Transcribe the lines from the start of the data below through the line with "applied after merge.", word for word and nothing more.

┌──

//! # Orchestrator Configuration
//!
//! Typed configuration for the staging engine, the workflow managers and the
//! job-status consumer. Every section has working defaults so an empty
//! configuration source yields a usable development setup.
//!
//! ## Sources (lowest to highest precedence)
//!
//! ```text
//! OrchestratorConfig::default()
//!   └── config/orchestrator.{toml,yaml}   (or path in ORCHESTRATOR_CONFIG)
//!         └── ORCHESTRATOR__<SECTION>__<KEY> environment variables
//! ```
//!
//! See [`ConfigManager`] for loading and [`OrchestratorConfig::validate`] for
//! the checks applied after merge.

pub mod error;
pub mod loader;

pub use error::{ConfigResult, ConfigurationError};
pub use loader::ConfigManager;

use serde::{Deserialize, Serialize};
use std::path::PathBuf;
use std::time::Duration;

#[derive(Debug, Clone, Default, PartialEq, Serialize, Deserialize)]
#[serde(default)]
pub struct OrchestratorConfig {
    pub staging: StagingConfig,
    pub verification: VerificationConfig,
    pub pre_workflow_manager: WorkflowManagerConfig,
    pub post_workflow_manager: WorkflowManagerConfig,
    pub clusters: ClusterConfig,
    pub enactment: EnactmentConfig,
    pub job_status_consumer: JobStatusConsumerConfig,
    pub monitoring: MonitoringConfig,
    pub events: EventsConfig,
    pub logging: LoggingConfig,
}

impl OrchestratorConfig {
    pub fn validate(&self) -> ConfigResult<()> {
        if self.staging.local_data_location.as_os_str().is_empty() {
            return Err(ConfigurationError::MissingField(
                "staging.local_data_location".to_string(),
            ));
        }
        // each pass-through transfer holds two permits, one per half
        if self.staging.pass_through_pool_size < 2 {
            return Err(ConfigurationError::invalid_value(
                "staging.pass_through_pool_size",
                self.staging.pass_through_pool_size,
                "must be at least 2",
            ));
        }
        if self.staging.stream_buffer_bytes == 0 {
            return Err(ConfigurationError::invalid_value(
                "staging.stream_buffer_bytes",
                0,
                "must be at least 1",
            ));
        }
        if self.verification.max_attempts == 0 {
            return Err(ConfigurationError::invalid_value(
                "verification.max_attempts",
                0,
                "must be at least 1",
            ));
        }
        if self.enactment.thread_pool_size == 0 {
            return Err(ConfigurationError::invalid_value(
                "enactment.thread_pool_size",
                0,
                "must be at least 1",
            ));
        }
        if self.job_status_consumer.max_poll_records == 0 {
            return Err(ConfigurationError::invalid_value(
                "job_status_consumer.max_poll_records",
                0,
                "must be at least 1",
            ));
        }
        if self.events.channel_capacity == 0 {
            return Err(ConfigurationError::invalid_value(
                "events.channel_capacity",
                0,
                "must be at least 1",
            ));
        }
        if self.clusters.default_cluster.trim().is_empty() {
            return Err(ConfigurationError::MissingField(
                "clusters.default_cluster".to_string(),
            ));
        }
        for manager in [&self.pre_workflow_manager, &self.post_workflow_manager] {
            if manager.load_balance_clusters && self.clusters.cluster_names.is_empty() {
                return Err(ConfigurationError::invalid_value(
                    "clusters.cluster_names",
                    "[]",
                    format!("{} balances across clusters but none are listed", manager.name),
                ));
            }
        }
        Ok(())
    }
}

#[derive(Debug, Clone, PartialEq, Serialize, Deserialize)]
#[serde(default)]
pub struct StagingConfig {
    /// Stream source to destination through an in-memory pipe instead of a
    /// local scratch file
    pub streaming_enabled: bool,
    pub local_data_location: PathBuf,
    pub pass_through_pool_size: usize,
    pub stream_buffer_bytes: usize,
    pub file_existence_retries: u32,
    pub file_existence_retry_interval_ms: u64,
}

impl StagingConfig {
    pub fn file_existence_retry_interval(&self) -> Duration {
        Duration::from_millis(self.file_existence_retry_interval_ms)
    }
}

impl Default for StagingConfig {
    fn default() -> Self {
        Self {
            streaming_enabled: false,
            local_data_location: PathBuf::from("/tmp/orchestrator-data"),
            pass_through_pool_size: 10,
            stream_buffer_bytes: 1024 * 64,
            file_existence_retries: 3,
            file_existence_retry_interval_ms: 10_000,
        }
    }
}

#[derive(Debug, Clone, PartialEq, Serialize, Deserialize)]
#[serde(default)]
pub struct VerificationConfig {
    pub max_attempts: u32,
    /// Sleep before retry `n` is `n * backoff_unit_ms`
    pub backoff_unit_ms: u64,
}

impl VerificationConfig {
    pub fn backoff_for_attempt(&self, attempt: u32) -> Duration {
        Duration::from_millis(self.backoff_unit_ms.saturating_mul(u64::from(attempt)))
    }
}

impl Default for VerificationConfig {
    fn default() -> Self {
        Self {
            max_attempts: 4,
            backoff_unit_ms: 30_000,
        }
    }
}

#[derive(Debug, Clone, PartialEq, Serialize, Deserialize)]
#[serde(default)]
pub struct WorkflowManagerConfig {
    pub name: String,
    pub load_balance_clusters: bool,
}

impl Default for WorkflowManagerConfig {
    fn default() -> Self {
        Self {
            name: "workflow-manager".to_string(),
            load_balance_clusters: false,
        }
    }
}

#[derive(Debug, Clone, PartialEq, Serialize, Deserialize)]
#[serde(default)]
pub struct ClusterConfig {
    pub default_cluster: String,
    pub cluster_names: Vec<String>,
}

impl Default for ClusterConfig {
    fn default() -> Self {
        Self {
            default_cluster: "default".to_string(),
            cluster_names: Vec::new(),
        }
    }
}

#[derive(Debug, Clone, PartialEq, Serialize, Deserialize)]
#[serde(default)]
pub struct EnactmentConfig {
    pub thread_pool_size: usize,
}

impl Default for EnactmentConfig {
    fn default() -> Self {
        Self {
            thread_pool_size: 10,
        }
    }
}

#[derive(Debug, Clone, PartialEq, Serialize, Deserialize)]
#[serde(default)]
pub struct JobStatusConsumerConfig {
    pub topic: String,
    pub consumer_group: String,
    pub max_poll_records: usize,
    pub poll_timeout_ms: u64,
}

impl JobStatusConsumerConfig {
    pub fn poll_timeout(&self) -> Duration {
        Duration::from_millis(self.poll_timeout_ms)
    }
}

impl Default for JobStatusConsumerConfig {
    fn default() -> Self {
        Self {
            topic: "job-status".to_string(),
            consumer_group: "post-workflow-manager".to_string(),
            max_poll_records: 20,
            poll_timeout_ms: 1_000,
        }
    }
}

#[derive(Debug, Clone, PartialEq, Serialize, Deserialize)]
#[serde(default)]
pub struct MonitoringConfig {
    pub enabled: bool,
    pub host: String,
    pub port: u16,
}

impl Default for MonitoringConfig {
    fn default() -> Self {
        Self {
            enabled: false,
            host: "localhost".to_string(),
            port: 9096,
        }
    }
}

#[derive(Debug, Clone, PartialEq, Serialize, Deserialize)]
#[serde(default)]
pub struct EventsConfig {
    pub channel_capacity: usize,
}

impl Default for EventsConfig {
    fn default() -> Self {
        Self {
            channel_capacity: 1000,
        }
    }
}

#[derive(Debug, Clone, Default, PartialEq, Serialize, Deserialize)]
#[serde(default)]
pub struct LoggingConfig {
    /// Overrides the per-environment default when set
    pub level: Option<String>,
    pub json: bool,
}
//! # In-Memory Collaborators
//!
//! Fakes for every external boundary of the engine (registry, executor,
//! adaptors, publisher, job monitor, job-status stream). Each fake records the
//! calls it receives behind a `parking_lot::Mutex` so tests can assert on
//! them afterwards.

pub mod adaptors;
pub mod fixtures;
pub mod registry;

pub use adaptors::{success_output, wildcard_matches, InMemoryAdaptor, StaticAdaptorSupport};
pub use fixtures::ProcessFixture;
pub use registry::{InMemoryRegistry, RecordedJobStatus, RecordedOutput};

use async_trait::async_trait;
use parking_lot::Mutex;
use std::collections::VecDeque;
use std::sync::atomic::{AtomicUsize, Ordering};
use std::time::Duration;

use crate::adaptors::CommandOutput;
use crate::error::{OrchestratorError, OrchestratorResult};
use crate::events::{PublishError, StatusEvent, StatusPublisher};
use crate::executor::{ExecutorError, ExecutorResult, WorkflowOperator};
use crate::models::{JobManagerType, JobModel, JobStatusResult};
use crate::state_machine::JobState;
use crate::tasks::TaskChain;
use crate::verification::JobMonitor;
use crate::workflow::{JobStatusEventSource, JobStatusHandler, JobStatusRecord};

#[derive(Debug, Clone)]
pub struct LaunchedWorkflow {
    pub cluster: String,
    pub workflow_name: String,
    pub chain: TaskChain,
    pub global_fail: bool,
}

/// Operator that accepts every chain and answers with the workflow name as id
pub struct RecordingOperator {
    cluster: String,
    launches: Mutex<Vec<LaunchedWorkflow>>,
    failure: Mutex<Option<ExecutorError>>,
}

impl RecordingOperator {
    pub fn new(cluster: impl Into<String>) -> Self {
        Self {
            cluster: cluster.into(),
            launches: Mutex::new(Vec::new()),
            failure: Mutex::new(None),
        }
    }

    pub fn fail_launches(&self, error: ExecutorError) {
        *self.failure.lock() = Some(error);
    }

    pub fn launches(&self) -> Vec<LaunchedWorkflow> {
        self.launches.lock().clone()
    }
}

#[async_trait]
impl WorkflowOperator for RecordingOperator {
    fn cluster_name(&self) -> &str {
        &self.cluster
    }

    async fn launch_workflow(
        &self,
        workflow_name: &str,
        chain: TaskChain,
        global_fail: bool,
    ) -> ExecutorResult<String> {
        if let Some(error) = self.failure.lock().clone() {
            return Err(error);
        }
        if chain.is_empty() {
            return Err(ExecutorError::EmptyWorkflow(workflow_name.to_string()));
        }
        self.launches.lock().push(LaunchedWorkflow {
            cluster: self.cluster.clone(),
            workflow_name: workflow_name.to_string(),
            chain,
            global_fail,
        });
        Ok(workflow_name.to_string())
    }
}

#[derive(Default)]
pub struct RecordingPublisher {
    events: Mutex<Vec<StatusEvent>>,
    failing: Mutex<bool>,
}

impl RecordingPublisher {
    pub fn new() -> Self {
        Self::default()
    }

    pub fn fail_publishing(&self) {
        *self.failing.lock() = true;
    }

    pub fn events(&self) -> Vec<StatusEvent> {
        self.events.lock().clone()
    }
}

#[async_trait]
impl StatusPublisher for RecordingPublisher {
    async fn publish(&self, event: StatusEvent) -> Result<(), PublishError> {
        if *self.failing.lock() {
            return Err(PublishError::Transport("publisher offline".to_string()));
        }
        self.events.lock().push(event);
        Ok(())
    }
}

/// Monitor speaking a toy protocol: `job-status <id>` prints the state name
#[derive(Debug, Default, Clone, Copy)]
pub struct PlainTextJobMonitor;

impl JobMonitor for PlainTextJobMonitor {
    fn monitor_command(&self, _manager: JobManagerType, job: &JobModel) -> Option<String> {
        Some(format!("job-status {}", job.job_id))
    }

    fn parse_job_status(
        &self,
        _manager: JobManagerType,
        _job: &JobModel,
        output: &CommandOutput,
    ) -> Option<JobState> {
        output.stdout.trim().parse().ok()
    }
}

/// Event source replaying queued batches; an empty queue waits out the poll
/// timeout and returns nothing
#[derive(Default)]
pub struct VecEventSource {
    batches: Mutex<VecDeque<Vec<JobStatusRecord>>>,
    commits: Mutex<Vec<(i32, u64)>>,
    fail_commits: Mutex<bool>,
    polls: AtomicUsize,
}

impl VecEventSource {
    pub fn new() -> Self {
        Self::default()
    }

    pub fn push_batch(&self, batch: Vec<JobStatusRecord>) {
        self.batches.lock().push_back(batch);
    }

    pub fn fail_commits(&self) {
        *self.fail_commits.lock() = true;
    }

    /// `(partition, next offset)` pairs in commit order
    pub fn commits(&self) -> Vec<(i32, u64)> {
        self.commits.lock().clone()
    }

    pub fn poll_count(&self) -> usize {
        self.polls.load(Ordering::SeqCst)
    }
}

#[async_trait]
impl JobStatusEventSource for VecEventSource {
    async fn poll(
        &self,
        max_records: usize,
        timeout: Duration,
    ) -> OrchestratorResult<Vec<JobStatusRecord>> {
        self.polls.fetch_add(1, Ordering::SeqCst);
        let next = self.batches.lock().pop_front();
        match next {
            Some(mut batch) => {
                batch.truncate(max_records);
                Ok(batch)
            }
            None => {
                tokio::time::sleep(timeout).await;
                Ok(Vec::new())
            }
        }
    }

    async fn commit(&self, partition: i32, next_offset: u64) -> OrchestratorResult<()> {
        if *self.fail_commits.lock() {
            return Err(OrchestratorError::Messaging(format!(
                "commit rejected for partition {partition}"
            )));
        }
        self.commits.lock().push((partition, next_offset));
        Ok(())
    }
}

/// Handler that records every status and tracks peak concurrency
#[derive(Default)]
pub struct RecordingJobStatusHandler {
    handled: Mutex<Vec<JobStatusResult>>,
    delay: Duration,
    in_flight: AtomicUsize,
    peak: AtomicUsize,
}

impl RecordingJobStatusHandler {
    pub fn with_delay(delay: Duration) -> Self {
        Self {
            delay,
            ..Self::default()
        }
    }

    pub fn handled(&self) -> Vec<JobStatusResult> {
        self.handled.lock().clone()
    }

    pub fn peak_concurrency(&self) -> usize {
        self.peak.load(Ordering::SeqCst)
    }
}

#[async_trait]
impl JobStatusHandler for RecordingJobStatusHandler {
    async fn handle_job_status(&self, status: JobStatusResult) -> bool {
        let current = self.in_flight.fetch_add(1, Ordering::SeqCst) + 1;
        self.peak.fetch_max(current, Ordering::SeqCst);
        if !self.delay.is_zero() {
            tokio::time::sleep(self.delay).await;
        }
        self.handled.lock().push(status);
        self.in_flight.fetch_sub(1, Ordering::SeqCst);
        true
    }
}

└──

Task response →
//! # Orchestrator Configuration
//!
//! Typed configuration for the staging engine, the workflow managers and the
//! job-status consumer. Every section has working defaults so an empty
//! configuration source yields a usable development setup.
//!
//! ## Sources (lowest to highest precedence)
//!
//! ```text
//! OrchestratorConfig::default()
//!   └── config/orchestrator.{toml,yaml}   (or path in ORCHESTRATOR_CONFIG)
//!         └── ORCHESTRATOR__<SECTION>__<KEY> environment variables
//! ```
//!
//! See [`ConfigManager`] for loading and [`OrchestratorConfig::validate`] for
//! the checks applied after merge.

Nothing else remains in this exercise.